» Work required
Set the listing down again, exactly as it stands below.
[[ Supplied data, beginning ]]
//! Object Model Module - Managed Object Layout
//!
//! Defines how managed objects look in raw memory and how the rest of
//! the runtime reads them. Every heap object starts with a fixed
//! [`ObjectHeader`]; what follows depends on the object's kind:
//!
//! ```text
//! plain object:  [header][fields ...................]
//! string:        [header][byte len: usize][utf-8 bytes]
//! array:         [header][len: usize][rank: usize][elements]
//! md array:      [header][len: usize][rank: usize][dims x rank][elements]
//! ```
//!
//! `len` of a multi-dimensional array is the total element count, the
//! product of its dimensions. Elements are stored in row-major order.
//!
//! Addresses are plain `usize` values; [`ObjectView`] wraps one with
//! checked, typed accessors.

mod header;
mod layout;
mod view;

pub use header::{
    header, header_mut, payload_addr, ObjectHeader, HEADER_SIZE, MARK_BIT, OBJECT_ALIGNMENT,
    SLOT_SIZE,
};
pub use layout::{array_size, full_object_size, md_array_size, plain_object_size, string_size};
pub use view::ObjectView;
[[ Supplied data, end ]]
» Response to the exercise
//! Object Model Module - Managed Object Layout
//!
//! Defines how managed objects look in raw memory and how the rest of
//! the runtime reads them. Every heap object starts with a fixed
//! [`ObjectHeader`]; what follows depends on the object's kind:
//!
//! ```text
//! plain object:  [header][fields ...................]
//! string:        [header][byte len: usize][utf-8 bytes]
//! array:         [header][len: usize][rank: usize][elements]
//! md array:      [header][len: usize][rank: usize][dims x rank][elements]
//! ```
//!
//! `len` of a multi-dimensional array is the total element count, the
//! product of its dimensions. Elements are stored in row-major order.
//!
//! Addresses are plain `usize` values; [`ObjectView`] wraps one with
//! checked, typed accessors.

mod header;
mod layout;
mod view;

pub use header::{
    header, header_mut, payload_addr, ObjectHeader, HEADER_SIZE, MARK_BIT, OBJECT_ALIGNMENT,
    SLOT_SIZE,
};
pub use layout::{array_size, full_object_size, md_array_size, plain_object_size, string_size};
pub use view::ObjectView;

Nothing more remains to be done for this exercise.